Stacie Eirich is a mother of two, caregiver, and poet. Her book, Hope Like Sunlight (Bell Asteri Publishing, 2024), is an illustrated memoir benefitting St. Jude Children’s Research Hospital. Her poems have recently been published in The Amazine, The Bluebird Word, and Synkroniciti Magazine. She lives in Texas. Visit her at www.stacieeirich.com

Memory, a Satellite

Poetry by KB Ballentine

Oh, my grandmother’s hibiscus!
Her begonias were bright and beautiful,
but her hibiscus was magic.

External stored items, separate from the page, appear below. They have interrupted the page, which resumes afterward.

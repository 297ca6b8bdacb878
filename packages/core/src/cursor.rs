//! Forward-pagination cursor for account-ownership traversal.
//!
//! The text form `"<64 uppercase hex digits>,<decimal hint>"` is an interchange
//! format consumed by external clients resuming a traversal. It must stay
//! bit-stable across releases.

use std::fmt;
use std::str::FromStr;

use serde::de::Error as _;
use serde::{Deserialize, Deserializer, Serialize, Serializer};

/// Length of the cursor index in bytes (a 256-bit ledger object key).
pub const CURSOR_INDEX_LEN: usize = 32;

/// A cursor used to traverse objects owned by an account.
///
/// The all-zero cursor means "no cursor / start of traversal"; any non-zero
/// index or hint marks a valid resumption point.
#[derive(Debug, Clone, Copy, Default, PartialEq, Eq, Hash)]
pub struct AccountCursor {
    /// 256-bit index of the next object to visit.
    pub index: [u8; CURSOR_INDEX_LEN],
    /// Disambiguation hint for objects sharing a directory page.
    pub hint: u32,
}

impl AccountCursor {
    /// Creates a cursor from its parts.
    #[must_use]
    pub fn new(index: [u8; CURSOR_INDEX_LEN], hint: u32) -> Self {
        Self { index, hint }
    }

    /// Whether this cursor marks a resumption point rather than the start of
    /// a traversal.
    #[must_use]
    pub fn is_non_zero(&self) -> bool {
        self.hint != 0 || self.index.iter().any(|b| *b != 0)
    }
}

impl fmt::Display for AccountCursor {
    fn fmt(&self, f: &mut fmt::Formatter<'_>) -> fmt::Result {
        write!(f, "{},{}", hex::encode_upper(self.index), self.hint)
    }
}

/// Failure to parse a cursor from its text form.
#[derive(Debug, Clone, PartialEq, Eq, thiserror::Error)]
pub enum CursorParseError {
    #[error("cursor is missing the ',' separator")]
    MissingSeparator,
    #[error("cursor index must be {} hex digits", CURSOR_INDEX_LEN * 2)]
    BadIndex,
    #[error("cursor hint is not a decimal 32-bit integer")]
    BadHint,
}

impl FromStr for AccountCursor {
    type Err = CursorParseError;

    fn from_str(s: &str) -> Result<Self, Self::Err> {
        let (index_part, hint_part) =
            s.split_once(',').ok_or(CursorParseError::MissingSeparator)?;

        if index_part.len() != CURSOR_INDEX_LEN * 2 {
            return Err(CursorParseError::BadIndex);
        }
        let mut index = [0u8; CURSOR_INDEX_LEN];
        hex::decode_to_slice(index_part, &mut index)
            .map_err(|_| CursorParseError::BadIndex)?;

        let hint = hint_part.parse().map_err(|_| CursorParseError::BadHint)?;

        Ok(Self { index, hint })
    }
}

impl Serialize for AccountCursor {
    fn serialize<S: Serializer>(&self, serializer: S) -> Result<S::Ok, S::Error> {
        serializer.collect_str(self)
    }
}

impl<'de> Deserialize<'de> for AccountCursor {
    fn deserialize<D: Deserializer<'de>>(deserializer: D) -> Result<Self, D::Error> {
        let text = String::deserialize(deserializer)?;
        text.parse().map_err(D::Error::custom)
    }
}
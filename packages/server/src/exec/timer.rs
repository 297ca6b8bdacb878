//! Single-shot executor-bound alarm.

use std::sync::atomic::{AtomicU8, Ordering};
use std::sync::Arc;
use std::time::Duration;

use tokio::runtime::Handle;
use tokio::sync::oneshot;

const STATE_IDLE: u8 = 0;
const STATE_ARMED: u8 = 1;
const STATE_FIRED: u8 = 2;
const STATE_CANCELLED: u8 = 3;

/// Lifecycle of a [`Timer`].
#[derive(Debug, Clone, Copy, PartialEq, Eq)]
pub enum TimerState {
    /// Constructed but not armed.
    Idle,
    /// Counting down; neither expiry nor cancellation has resolved it yet.
    Armed,
    /// Expired and ran its callback with `was_cancelled = false`.
    Fired,
    /// Cancelled and ran its callback with `was_cancelled = true`.
    Cancelled,
}

/// A single-shot alarm bound to a runtime.
///
/// Armed with a duration and a callback `FnOnce(was_cancelled: bool)`. The
/// callback runs exactly once per arming: on expiry with `false`, or on
/// cancellation with `true`. Which of the two wins is decided by a
/// compare-and-set from the Armed state, so expiry racing a cancel resolves
/// to exactly one invocation.
///
/// Dropping an armed timer cancels it, so a timer never outlives its owner.
pub struct Timer {
    state: Arc<AtomicU8>,
    cancel: Option<oneshot::Sender<()>>,
}

impl Timer {
    /// Creates an idle timer.
    #[must_use]
    pub fn new() -> Self {
        Self {
            state: Arc::new(AtomicU8::new(STATE_IDLE)),
            cancel: None,
        }
    }

    /// Arms the timer on the given runtime. A previous arming, if any, is
    /// cancelled first.
    pub fn arm(
        &mut self,
        handle: &Handle,
        after: Duration,
        callback: impl FnOnce(bool) + Send + 'static,
    ) {
        self.cancel();

        let state = Arc::new(AtomicU8::new(STATE_ARMED));
        let (cancel_tx, cancel_rx) = oneshot::channel::<()>();

        let task_state = Arc::clone(&state);
        handle.spawn(async move {
            let was_cancelled = tokio::select! {
                () = tokio::time::sleep(after) => false,
                _ = cancel_rx => true,
            };
            let next = if was_cancelled { STATE_CANCELLED } else { STATE_FIRED };
            if task_state
                .compare_exchange(STATE_ARMED, next, Ordering::AcqRel, Ordering::Acquire)
                .is_ok()
            {
                callback(was_cancelled);
            }
        });

        self.state = state;
        self.cancel = Some(cancel_tx);
    }

    /// Requests cancellation. The callback runs with `was_cancelled = true`
    /// unless the timer has already fired. Idempotent.
    pub fn cancel(&mut self) {
        if let Some(cancel) = self.cancel.take() {
            // Send fails only if the alarm task already resolved.
            let _ = cancel.send(());
        }
    }

    /// Current lifecycle state.
    #[must_use]
    pub fn state(&self) -> TimerState {
        match self.state.load(Ordering::Acquire) {
            STATE_ARMED => TimerState::Armed,
            STATE_FIRED => TimerState::Fired,
            STATE_CANCELLED => TimerState::Cancelled,
            _ => TimerState::Idle,
        }
    }
}

impl Default for Timer {
    fn default() -> Self {
        Self::new()
    }
}

impl Drop for Timer {
    fn drop(&mut self) {
        self.cancel();
    }
}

Sunbaked
and salt-sprayed, filaments and anthers
waving wild in Florida rain brewed an elixir
that made the hummingbirds chirp.
An instant brightness, that shocking red
(matching my skin one summer),
where bees hummed praises and nuzzled
into the honeyed hearts. Forget the oranges
bulging behind blossoms, hibiscus let me know
I was home—wherever I happened to be.


KB Ballentine’s latest collection All the Way Through was published in November 2024 from Sheila-Na-Gig Inc. Other books are published with Blue Light Press, Iris Press, Middle Creek Publishing, and Celtic Cat Publishing. Additional writing has been published in North Dakota Quarterly, Atlanta Review and Haight-Ashbury Literary Journal. Learn more at www.kbballentine.com.

Tracking the Fox

Poetry by Terra Miller

sticks and stones
encased in ice
shine in the eye
of the hidden sun.
her

pawprints hide beneath
fallen birch tree
and between broken
boulders.
she will not escape me.
but

while snowflakes fall into
the wind
making white mounds
of rubble
out of autumn

a voice creeps into my ear:
rest.
what have i
to lose
or gain?

i stand
ankle deep in snow
on a wet stone,
ready to sharpen my mind
with silence.

i’ll let the vixen tread another trail
for me to find tomorrow.


Terra Miller is a tired senior at Palm Beach Atlantic University in Florida. Her poetry has been published in Living Waters Review and Westmarch Literary Journal. Even though she’s had the opportunity to live in many states, she would call Hawaii her home, leaving half her heart behind after moving.